I am approaching 50, and I am a mother of 4. In my mind I am closer to 25, but my body and skin is not. I want to stay healthy and still look great without overdoing anything. I believe in balance, I am not going to give up life, just to stay “young”.
Raised in a family where sports was a part of everyones life, we were always active, from downhill skiing to using our bikes to travel to and from school, the city, friends. I have always been busy. In my late 20th up to 45 running was my passion. No long distance, my longest run ever was a half marathon.
Lately my body is not as keen to run anymore, and I believe in listening in on my body. Today I might run once a week, lift weight once a week and do short 20-25 minutes yoga flow sessions (in the morning) 4-5 times a week. I have added Yoga in to my practice, for the flexibility it gives me and not to forget the deep breathing.. I still use my bike daily – everywhere I go.
And yes, nothing is for free and the older you get the harder you have to work. No short cuts, next up I will talk about diets, and no diets.

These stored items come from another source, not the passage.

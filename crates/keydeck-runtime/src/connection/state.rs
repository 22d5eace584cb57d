//! Session lifecycle states.

use std::fmt;

/// Where a [`Connection`](super::Connection) is in its lifecycle.
///
/// `Idle → Connecting → Open → Closing → Closed`, with `Faulted` reachable
/// from any non-terminal state when the transport fails.
#[derive(Clone, Copy, Debug, PartialEq, Eq, Hash)]
pub enum ConnectionState {
    /// Created, `connect()` not called yet.
    Idle,
    /// Opening the socket and sending the registration frame.
    Connecting,
    /// Registered; events flow and commands may be sent.
    Open,
    /// `disconnect()` in progress; sends are refused.
    Closing,
    /// Closed cleanly.
    Closed,
    /// The transport failed. Terminal; the session does not self-heal.
    Faulted,
}

impl ConnectionState {
    /// Whether no further transitions can happen.
    pub fn is_terminal(self) -> bool {
        matches!(self, Self::Closed | Self::Faulted)
    }

    /// Whether `self → next` is a legal transition.
    pub fn can_transition_to(self, next: Self) -> bool {
        use ConnectionState::{Closed, Closing, Connecting, Faulted, Idle, Open};
        match (self, next) {
            (Idle, Connecting | Closed)
            | (Connecting, Open | Closed)
            | (Open, Closing | Closed)
            | (Closing, Closed) => true,
            (from, Faulted) => !from.is_terminal(),
            _ => false,
        }
    }

    /// Lowercase name for logs.
    pub fn as_str(self) -> &'static str {
        match self {
            Self::Idle => "idle",
            Self::Connecting => "connecting",
            Self::Open => "open",
            Self::Closing => "closing",
            Self::Closed => "closed",
            Self::Faulted => "faulted",
        }
    }
}

impl fmt::Display for ConnectionState {
    fn fmt(&self, f: &mut fmt::Formatter<'_>) -> fmt::Result {
        f.write_str(self.as_str())
    }
}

I cannot stress enough that I am very blessed in many areas, I have 4 beautiful children and my health intact. I have wonderful friends, a good family man.

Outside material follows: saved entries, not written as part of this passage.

//! Action router: maps action UUIDs to factories and owns live instances.
//!
//! Routes are registered on a [`RouterBuilder`] at startup and frozen by
//! [`RouterBuilder::build`]. The resulting [`ActionRouter`] listens on the
//! connection's receive loop: table mutations (`willAppear`,
//! `willDisappear`) happen there, in arrival order, and the handler calls
//! are handed to the [`Dispatcher`] so the loop never waits on user code.

use std::collections::HashMap;
use std::future::Future;
use std::panic::AssertUnwindSafe;
use std::sync::Arc;

use dashmap::DashMap;
use dashmap::mapref::entry::Entry;
use keydeck_core::{ActionUuid, ContextId, PluginUuid};
use keydeck_protocol::{EventKind, InboundEvent};
use tokio_util::sync::CancellationToken;
use tracing::{debug, error, warn};

use crate::action::{Action, ActionContext};
use crate::connection::EventListener;
use crate::dispatcher::Dispatcher;
use crate::errors::{HandlerError, RouterError};
use crate::plugin::{LiveContexts, NoopPluginHandler, PluginContext, PluginHandler};
use crate::sink::CommandSink;

/// Builds an action instance for a newly visible context.
pub type ActionFactory = Arc<dyn Fn(ActionContext) -> Arc<dyn Action> + Send + Sync>;

/// Startup-time route registration.
pub struct RouterBuilder {
    routes: HashMap<ActionUuid, ActionFactory>,
    plugin: Arc<dyn PluginHandler>,
}

impl Default for RouterBuilder {
    fn default() -> Self {
        Self::new()
    }
}

impl RouterBuilder {
    /// An empty builder with a no-op plugin handler.
    pub fn new() -> Self {
        Self {
            routes: HashMap::new(),
            plugin: Arc::new(NoopPluginHandler),
        }
    }

    /// Register the factory for `action`.
    ///
    /// Registering the same action UUID twice is an error.
    pub fn map_action<F, A>(
        &mut self,
        action: impl Into<ActionUuid>,
        factory: F,
    ) -> Result<&mut Self, RouterError>
    where
        F: Fn(ActionContext) -> A + Send + Sync + 'static,
        A: Action,
    {
        let action = action.into();
        if action.is_empty() {
            return Err(RouterError::EmptyAction);
        }
        if self.routes.contains_key(&action) {
            return Err(RouterError::DuplicateAction(action));
        }
        let factory: ActionFactory = Arc::new(move |cx| Arc::new(factory(cx)) as Arc<dyn Action>);
        let _ = self.routes.insert(action, factory);
        Ok(self)
    }

    /// Handle plugin-level events with `handler`.
    pub fn plugin_handler(&mut self, handler: impl PluginHandler) -> &mut Self {
        self.plugin = Arc::new(handler);
        self
    }

    /// Action UUIDs registered so far.
    pub fn actions(&self) -> impl Iterator<Item = &ActionUuid> {
        self.routes.keys()
    }

    /// Freeze the routes.
    ///
    /// `cancel` is handed to every instance and to the plugin handler so
    /// handlers can notice shutdown.
    pub fn build(
        self,
        dispatcher: Arc<Dispatcher>,
        sink: Arc<dyn CommandSink>,
        plugin_uuid: PluginUuid,
        cancel: CancellationToken,
    ) -> ActionRouter {
        let live = LiveContexts::default();
        let plugin_cx = PluginContext::new(plugin_uuid, Arc::clone(&sink), cancel.clone())
            .with_live_contexts(Arc::clone(&live));
        ActionRouter {
            routes: self.routes,
            instances: DashMap::new(),
            live,
            plugin: self.plugin,
            plugin_cx,
            dispatcher,
            sink,
            cancel,
        }
    }
}

#[derive(Clone)]
struct Instance {
    action: Arc<dyn Action>,
    cx: ActionContext,
}

/// Routes inbound events to action instances and the plugin handler.
pub struct ActionRouter {
    routes: HashMap<ActionUuid, ActionFactory>,
    instances: DashMap<ContextId, Instance>,
    live: LiveContexts,
    plugin: Arc<dyn PluginHandler>,
    plugin_cx: PluginContext,
    dispatcher: Arc<Dispatcher>,
    sink: Arc<dyn CommandSink>,
    cancel: CancellationToken,
}

impl ActionRouter {
    /// Number of live instances.
    pub fn instance_count(&self) -> usize {
        self.instances.len()
    }

    /// Whether an instance exists for `context`.
    pub fn contains(&self, context: &ContextId) -> bool {
        self.instances.contains_key(context)
    }

    /// Whether a factory is registered for `action`.
    pub fn has_route(&self, action: &ActionUuid) -> bool {
        self.routes.contains_key(action)
    }

    /// The command handle of the instance at `context`, if live.
    pub fn instance(&self, context: &ContextId) -> Option<ActionContext> {
        self.instances.get(context).map(|i| i.cx.clone())
    }

    /// Remove and dispose every instance. Used at shutdown after draining.
    pub fn dispose_all(&self) {
        let contexts: Vec<ContextId> = self.instances.iter().map(|e| e.key().clone()).collect();
        for context in contexts {
            if let Some((_, instance)) = self.instances.remove(&context) {
                instance.cx.dispose();
            }
        }
        self.live.clear();
    }

    /// Route one event. Called on the receive loop.
    pub fn route(&self, event: &InboundEvent) {
        match event.kind {
            EventKind::WillAppear => self.will_appear(event),
            EventKind::WillDisappear => self.will_disappear(event),
            EventKind::KeyDown => self.forward(event, |a, cx, e| async move {
                a.on_key_down(&cx, e.payload()?).await
            }),
            EventKind::KeyUp => self.forward(event, |a, cx, e| async move {
                a.on_key_up(&cx, e.payload()?).await
            }),
            EventKind::DidReceiveSettings => self.forward(event, |a, cx, e| async move {
                a.on_did_receive_settings(&cx, e.payload()?).await
            }),
            EventKind::PropertyInspectorDidAppear => self.forward(event, |a, cx, _| async move {
                a.on_property_inspector_did_appear(&cx).await
            }),
            EventKind::PropertyInspectorDidDisappear => self.forward(event, |a, cx, _| async move {
                a.on_property_inspector_did_disappear(&cx).await
            }),
            EventKind::SendToPlugin => self.forward(event, |a, cx, e| async move {
                a.on_send_to_plugin(&cx, e.payload()?).await
            }),
            EventKind::TitleParametersDidChange => self.forward(event, |a, cx, e| async move {
                a.on_title_parameters_did_change(&cx, e.payload()?).await
            }),
            EventKind::ApplicationDidLaunch => self.global(event, |p, cx, e| async move {
                p.on_application_did_launch(&cx, e.payload()?).await
            }),
            EventKind::ApplicationDidTerminate => self.global(event, |p, cx, e| async move {
                p.on_application_did_terminate(&cx, e.payload()?).await
            }),
            EventKind::DeviceDidConnect => self.global(event, |p, cx, e| async move {
                let device = e.device.clone().unwrap_or_default();
                p.on_device_did_connect(&cx, device, e.payload()?).await
            }),
            EventKind::DeviceDidDisconnect => self.global(event, |p, cx, e| async move {
                let device = e.device.clone().unwrap_or_default();
                p.on_device_did_disconnect(&cx, device).await
            }),
            EventKind::DidReceiveGlobalSettings => self.global(event, |p, cx, e| async move {
                p.on_did_receive_global_settings(&cx, e.payload()?).await
            }),
            EventKind::SystemDidWakeUp => self.global(event, |p, cx, _| async move {
                p.on_system_did_wake_up(&cx).await
            }),
        }
    }

    fn will_appear(&self, event: &InboundEvent) {
        let (Some(context), Some(action)) = (event.context.clone(), event.action.clone()) else {
            warn!(event = %event.kind, "willAppear without context or action, dropping");
            return;
        };

        let instance = match self.instances.entry(context.clone()) {
            Entry::Occupied(existing) => existing.get().clone(),
            Entry::Vacant(slot) => {
                let Some(factory) = self.routes.get(&action) else {
                    debug!(%action, %context, "no action registered, ignoring willAppear");
                    return;
                };
                let cx = ActionContext::new(
                    action.clone(),
                    context.clone(),
                    event.device.clone(),
                    Arc::clone(&self.sink),
                    self.cancel.child_token(),
                );
                let built = std::panic::catch_unwind(AssertUnwindSafe(|| factory(cx.clone())));
                match built {
                    Ok(handler) => {
                        let _ = self.live.insert(context.clone());
                        slot.insert(Instance {
                            action: handler,
                            cx,
                        })
                        .clone()
                    }
                    Err(_) => {
                        drop(slot);
                        error!(%action, %context, "action factory panicked");
                        let origin = Some(context);
                        let _ = self.dispatcher.invoke(
                            async move {
                                Err(HandlerError::Panicked(format!(
                                    "factory for {action} panicked"
                                )))
                            },
                            origin,
                        );
                        return;
                    }
                }
            }
        };

        let event = event.clone();
        let target = instance.clone();
        self.dispatch(&target, async move {
            instance
                .action
                .on_will_appear(&instance.cx, event.payload()?)
                .await
        });
    }

    fn will_disappear(&self, event: &InboundEvent) {
        let Some(context) = event.context.as_ref() else {
            warn!("willDisappear without context, dropping");
            return;
        };
        let Some((_, instance)) = self.instances.remove(context) else {
            debug!(%context, "willDisappear for unknown context");
            return;
        };
        let _ = self.live.remove(context);

        let event = event.clone();
        let target = instance.clone();
        self.dispatch(&target, async move {
            instance
                .action
                .on_will_disappear(&instance.cx, event.payload()?)
                .await
        });
        // Scheduled; from here on the context is gone for the host.
        target.cx.dispose();
    }

    fn forward<F, Fut>(&self, event: &InboundEvent, call: F)
    where
        F: FnOnce(Arc<dyn Action>, ActionContext, InboundEvent) -> Fut,
        Fut: Future<Output = Result<(), HandlerError>> + Send + 'static,
    {
        let Some(context) = event.context.as_ref() else {
            debug!(event = %event.kind, "instance event without context, dropping");
            return;
        };
        let Some(instance) = self.instances.get(context).map(|i| i.clone()) else {
            debug!(event = %event.kind, %context, "no instance for context, dropping");
            return;
        };
        let work = call(Arc::clone(&instance.action), instance.cx.clone(), event.clone());
        self.dispatch(&instance, work);
    }

    fn global<F, Fut>(&self, event: &InboundEvent, call: F)
    where
        F: FnOnce(Arc<dyn PluginHandler>, PluginContext, InboundEvent) -> Fut,
        Fut: Future<Output = Result<(), HandlerError>> + Send + 'static,
    {
        let work = call(
            Arc::clone(&self.plugin),
            self.plugin_cx.clone(),
            event.clone(),
        );
        if let Err(e) = self.dispatcher.invoke(work, None) {
            debug!(event = %event.kind, error = %e, "plugin event dropped");
        }
    }

    fn dispatch<Fut>(&self, instance: &Instance, work: Fut)
    where
        Fut: Future<Output = Result<(), HandlerError>> + Send + 'static,
    {
        let origin = Some(instance.cx.context().clone());
        if let Err(e) = instance
            .cx
            .span()
            .in_scope(|| self.dispatcher.invoke(work, origin))
        {
            debug!(context = %instance.cx.context(), error = %e, "instance event dropped");
        }
    }
}

impl EventListener for ActionRouter {
    fn on_event(&self, event: &InboundEvent) {
        self.route(event);
    }
}

impl std::fmt::Debug for ActionRouter {
    fn fmt(&self, f: &mut std::fmt::Formatter<'_>) -> std::fmt::Result {
        f.debug_struct("ActionRouter")
            .field("routes", &self.routes.keys().collect::<Vec<_>>())
            .field("instances", &self.instances.len())
            .finish_non_exhaustive()
    }
}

I work hard to keep my life in balance. I enjoy being involved in my children’s life, staying fit which it’s a struggle for sure as the body is living it’s own life those days😏.
I have during the past years really been through a self exploring journey, yes it might be selfish but a absolute must, as I was literally dying inside. These years been up and down, but mostly lost.
I see so many women my own age going through the same thing and I understand with children and becoming mother your life and focus changes completely. You tend to give up everything that meant something to you earlier in life for all the right reason of-course 👉🏻 you need to focus on your children.
However I am strong believer in following your inner glow, and until you fully do that you will not feel complete- because the WORLD needs it, It’s your purpose. For some it might to be a wife and care for your children and husband, for others being a yoga instructor. Whatever the call is, when you find it, you will know. For me it is working with women in all areas, strengthen them. I want to assist them on their journey, whatever that might be.
My struggle is getting it through the filter at home. I keep going back to my old habits of thinking. I am only blaming myself, no one ☝🏻 else to blame. I keep fine turning all the time, and that is probably necessary to keep me focused and on track. However it’s frustrating, I want to move faster, but feel like I am stuck. I know in my heart what to do, to be able to bloom fully, it will hurt, and it will be a challenge but soo worth it in the end! I will keep you posted.